Menginstall modul terbaru yang akan dipakai untuk mengunduh dataset dari [Kaggle](https://kaggle.com)

In [None]:
%%capture
!pip install kaggle --upgrade

Muat isi Google Drive untuk mengakses file json dari API Kaggle. File ini dibutuhkan untuk mengakses langsung dataset dari Kaggle. Pastikan anda sudah membuat token pribadi anda sendiri di website Kaggle (buka bagian *My Account* di halaman profil, kemudian klik *Create New Api Token*) dan menaruhnya di Google Drive.

Cukup *uncomment* blok kode di bawah, jalankan, ikuti pranala yang diberikan, beri akses oleh akun Google yang anda miliki, dan salin kode verifikasi yang diberikan.

Alternatifnya, anda cukup klik ikon *Mount Drive* di *Files pane* di sisi kiri jendela colab ini.


In [None]:
#  drive.mount('/content/drive')

Blok kode berikut untuk memastikan modul kaggle akan membaca token yang telah anda siapkan.

Isikan variabel `json_path` dengan *path* dari file json API yang anda telah taruh di Google Drive.

In [None]:
json_path = "Colab Notebooks/misc/"

os.environ['KAGGLE_CONFIG_DIR'] = "/content/drive/My Drive/"+json_path

Unduh dataset yang akan digunakan.
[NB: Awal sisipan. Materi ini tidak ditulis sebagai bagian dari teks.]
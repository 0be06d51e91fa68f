//! Integration tests for spdx-tools
//!
//! These tests verify end-to-end behavior across the codecs, the validator,
//! the SPDX 3 conversion and the command handlers.

use spdx_tools::{
    cli::{run_bump, run_convert, run_parse, BumpArgs, ConvertArgs, Outcome, ParseArgs},
    model::{Document, RelationshipType},
    parse_file,
    spdx3::{bump_document, Element},
    write_file, FileFormat, SpdxError, ToolConfig,
};
use std::path::{Path, PathBuf};

// ============================================================================
// Test Fixtures
// ============================================================================

const FIXTURES_DIR: &str = concat!(env!("CARGO_MANIFEST_DIR"), "/tests/fixtures");

fn fixture_path(name: &str) -> PathBuf {
    Path::new(FIXTURES_DIR).join(name)
}

fn hello() -> Document {
    parse_file(&fixture_path("hello.spdx")).expect("Failed to parse hello.spdx")
}

// ============================================================================
// Round Trip Tests
// ============================================================================

mod round_trip_tests {
    use super::*;
    use spdx_tools::parsers::parse_tag_value;
    use spdx_tools::validate_full_spdx_document;

    #[test]
    fn test_every_format_preserves_document() {
        let expected = hello();
        for format in FileFormat::ALL {
            let rendered = format.writer().write_str(&expected).expect("render");
            let parsed = format.parser().parse_str(&rendered).expect("parse");
            assert_eq!(parsed, expected, "round trip through {format}");
        }
    }

    #[test]
    fn test_file_round_trip() {
        let dir = tempfile::tempdir().expect("tempdir");
        for file_name in [
            "out.spdx",
            "out.spdx.json",
            "out.spdx.yaml",
            "out.spdx.xml",
            "out.spdx.rdf.xml",
        ] {
            let path = dir.path().join(file_name);
            write_file(&hello(), &path, true).expect("Failed to write document");
            let parsed = parse_file(&path).expect("Failed to parse written document");
            assert_eq!(parsed, hello(), "round trip through {file_name}");
        }
    }

    #[test]
    fn test_file_after_package_is_contained() {
        let input = "\
SPDXVersion: SPDX-2.3
DataLicense: CC0-1.0
SPDXID: SPDXRef-DOCUMENT
DocumentName: contained
DocumentNamespace: https://example.com/spdx/contained
Creator: Tool: test
Created: 2024-03-01T12:00:00Z
Relationship: SPDXRef-DOCUMENT DESCRIBES SPDXRef-Package-x

PackageName: x
SPDXID: SPDXRef-Package-x
PackageDownloadLocation: NOASSERTION
FilesAnalyzed: true

FileName: ./y.c
SPDXID: SPDXRef-File-y
FileChecksum: SHA1: d6a770ba38583ed4bb4525bd96e50461655d2758
";
        let document = parse_tag_value(input).expect("parse");
        let contains: Vec<_> = document
            .relationships
            .iter()
            .filter(|r| r.relationship_type == RelationshipType::Contains)
            .collect();
        assert_eq!(contains.len(), 1);
        assert_eq!(contains[0].spdx_element_id, "SPDXRef-Package-x");
        assert_eq!(contains[0].related_spdx_element_id.to_string(), "SPDXRef-File-y");
        assert!(validate_full_spdx_document(&document, None).is_empty());
    }
}

// ============================================================================
// Validation Tests
// ============================================================================

mod validation_tests {
    use super::*;
    use spdx_tools::validate_full_spdx_document;

    #[test]
    fn test_write_refuses_invalid_document() {
        let mut document = hello();
        document.files[0].name = "src/hello.c".to_string();

        let dir = tempfile::tempdir().expect("tempdir");
        let path = dir.path().join("invalid.spdx.json");
        let err = write_file(&document, &path, true).expect_err("should refuse to write");
        match err {
            SpdxError::Validation { messages } => {
                assert!(messages.iter().any(|m| m.contains("./")));
            }
            other => panic!("unexpected error: {other}"),
        }
        assert!(!path.exists());

        write_file(&document, &path, false).expect("unvalidated write");
        assert!(path.exists());
    }

    #[test]
    fn test_spdx_2_2_requires_license_fields() {
        let document = hello();
        let messages = validate_full_spdx_document(&document, Some("SPDX-2.2"));
        // the snippet carries no copyright text
        assert!(messages.iter().any(|m| {
            m.context.spdx_id.as_deref() == Some("SPDXRef-Snippet-main")
                && m.validation_message.contains("copyright_text is mandatory")
        }));
    }

    #[test]
    fn test_undeclared_license_ref() {
        let mut document = hello();
        document.extracted_licensing_info.clear();
        let messages = validate_full_spdx_document(&document, None);
        assert!(messages
            .iter()
            .any(|m| m.to_string().contains("LicenseRef-Greet")));
    }

    #[test]
    fn test_unknown_suffix_is_rejected() {
        let err = parse_file(Path::new("document.txt")).expect_err("unknown suffix");
        assert!(matches!(err, SpdxError::UnsupportedFormat(_)));
    }
}

// ============================================================================
// SPDX 3 Conversion Tests
// ============================================================================

mod bump_tests {
    use super::*;
    use spdx_tools::spdx3::model::RelationshipType as Spdx3RelationshipType;

    const NAMESPACE: &str = "https://example.com/spdx/hello-world-1.0";

    fn relationships_of(elements: &[&Element], kind: Spdx3RelationshipType) -> usize {
        elements
            .iter()
            .filter(|e| matches!(e, Element::Relationship(r) if r.relationship_type == kind))
            .count()
    }

    #[test]
    fn test_bump_fixture() {
        let result = bump_document(&hello());
        let payload = &result.payload;

        assert!(matches!(
            payload.get_element(&format!("{NAMESPACE}#SPDXRef-Package-hello")),
            Some(Element::Package(_))
        ));
        assert!(matches!(
            payload.get_element(&format!("{NAMESPACE}#SPDXRef-File-hello-c")),
            Some(Element::File(_))
        ));
        assert!(matches!(
            payload.get_element(&format!("{NAMESPACE}#SPDXRef-Snippet-main")),
            Some(Element::Snippet(_))
        ));

        let elements: Vec<&Element> = payload.elements().collect();
        let expressions = elements
            .iter()
            .filter(|e| matches!(e, Element::LicenseExpression(_)))
            .count();
        // MIT and "LicenseRef-Greet OR Apache-2.0"
        assert_eq!(expressions, 2);
        assert_eq!(
            relationships_of(&elements, Spdx3RelationshipType::HasConcludedLicense),
            4
        );
        assert_eq!(
            relationships_of(&elements, Spdx3RelationshipType::HasDeclaredLicense),
            1
        );
        assert_eq!(
            elements
                .iter()
                .filter(|e| matches!(e, Element::Annotation(_)))
                .count(),
            1
        );
        assert!(elements
            .iter()
            .any(|e| matches!(e, Element::SimpleLicensingText(_))));
    }

    #[test]
    fn test_bump_reports_dropped_fields() {
        let result = bump_document(&hello());
        assert!(result
            .warnings
            .iter()
            .any(|w| w.contains("package.license_info_from_files")));
        assert!(result
            .warnings
            .iter()
            .any(|w| w.contains("package.verification_code")));
    }

    #[test]
    fn test_bump_json_ld() {
        let result = bump_document(&hello());
        let json = spdx_tools::spdx3::write_payload_json(&result.payload).expect("serialize");
        let value: serde_json::Value = serde_json::from_str(&json).expect("valid JSON");
        assert!(value.get("@context").is_some());
        assert!(json.contains("software_Package"));
        assert!(json.contains("simplelicensing_LicenseExpression"));
    }
}

// ============================================================================
// Command Handler Tests
// ============================================================================

mod cli_tests {
    use super::*;

    #[test]
    fn test_parse_validates_fixture() {
        let args = ParseArgs {
            file: fixture_path("hello.spdx.json"),
            version: None,
            validate: true,
            printout: false,
        };
        let mut out = Vec::new();
        let outcome = run_parse(&args, &ToolConfig::default(), &mut out).expect("parse");
        assert_eq!(outcome, Outcome::Success);
    }

    #[test]
    fn test_parse_against_older_version_fails() {
        let args = ParseArgs {
            file: fixture_path("hello.spdx"),
            version: Some("SPDX-2.2".to_string()),
            validate: true,
            printout: false,
        };
        let mut out = Vec::new();
        let outcome = run_parse(&args, &ToolConfig::default(), &mut out).expect("parse");
        assert_eq!(outcome, Outcome::ValidationFailed);
        assert_eq!(outcome.exit_code(), 1);
        let printed = String::from_utf8(out).expect("utf-8");
        assert!(printed.contains("The document is invalid"));
    }

    #[test]
    fn test_convert_to_rdf() {
        let dir = tempfile::tempdir().expect("tempdir");
        let outfile = dir.path().join("hello.rdf.xml");
        let args = ConvertArgs {
            infile: fixture_path("hello.spdx"),
            outfile: outfile.clone(),
            novalidation: false,
            version: None,
        };
        let mut out = Vec::new();
        let outcome = run_convert(&args, &ToolConfig::default(), &mut out).expect("convert");
        assert_eq!(outcome, Outcome::Success);

        let converted = parse_file(&outfile).expect("parse converted");
        assert_eq!(converted.packages.len(), 2);
    }

    #[test]
    fn test_bump_to_file() {
        let dir = tempfile::tempdir().expect("tempdir");
        let outfile = dir.path().join("hello.spdx3.json");
        let args = BumpArgs {
            infile: fixture_path("hello.spdx.yaml"),
            outfile: Some(outfile.clone()),
            novalidation: false,
        };
        let mut out = Vec::new();
        let outcome = run_bump(&args, &ToolConfig::default(), &mut out).expect("bump");
        assert_eq!(outcome, Outcome::Success);

        let written = std::fs::read_to_string(&outfile).expect("read output");
        let value: serde_json::Value = serde_json::from_str(&written).expect("valid JSON");
        assert!(value.get("@graph").is_some());
    }

    #[test]
    fn test_missing_input_is_an_error() {
        let args = ParseArgs {
            file: fixture_path("missing.spdx"),
            ..ParseArgs::default()
        };
        let mut out = Vec::new();
        assert!(run_parse(&args, &ToolConfig::default(), &mut out).is_err());
    }
}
Dalam notebook ini, akan digunakan data teks Dokumen BBC yang berisi 2225 file `.txt` yang telah dikelompokkan dalam 5 kelas berbeda.

Info selengkapnya mengenai dataset ini bisa lihat [di sini](https://www.kaggle.com/shivamkushwaha/bbc-full-text-document-classification)

In [None]:
!kaggle datasets download -d kmader/food41

Downloading food41.zip to /content
100% 5.29G/5.30G [01:52<00:00, 18.5MB/s]
100% 5.30G/5.30G [01:52<00:00, 50.7MB/s]


Ekstrak file zip yang telah diunduh dan kemudian menghapus file zip tersebut untuk membersihkan memori. Pastikan kemudian di *Files pane*, muncul folder `bbc`. Silakan cek isinya. 

Jika belum muncul folder tersebut, bisa klik ikon `refresh`.

In [None]:
%%capture
!unzip \*.zip  && rm *.zip;

In [None]:
data_dir = '/content/images'

# di-list dulu ada kategori apa saja untuk label gambarnya
category = []
for item in os.listdir(data_dir):
    if os.path.isdir(data_dir+'/'+item):
        category.append(item)

4. Memisahkan dataset menjadi training data dan validation data dengan ratio 6:4

In [None]:
def create_data_dir(target_dir, subdirs):
    """
    membuat struktur dataset
    """
    def trymakedir(sdir):
        try:
            os.mkdir(sdir)
        except:
            pass
    try:
        trymakedir(target_dir)
        subdir1 = ['train','validation']
        subdir2 = subdirs
        for sd1 in subdir1:
            trymakedir(target_dir+'/'+sd1)
            for sd2 in subdir2:
                subpath = target_dir+'/'+sd1+'/'+sd2
                trymakedir(subpath)
                for file in os.listdir(subpath):
                    os.remove(subpath+'/'+file)
    except OSError:
        pass

def split_data(source, train, validation, split_size):
    """
    memindahkan data gambar sesuai dengan porsinya
    """
    source_list = os.listdir(source)
    randomized = random.sample(source_list, len(source_list))
    filtered = [file for file in randomized if (os.path.getsize(source+file)!=0) ]
    training_num = round(len(filtered)*split_size)    
    for idx, img in enumerate(filtered):
        if idx < training_num:
            shutil.copyfile(source+img, train+img)
        else:
            shutil.copyfile(source+img, validation+img)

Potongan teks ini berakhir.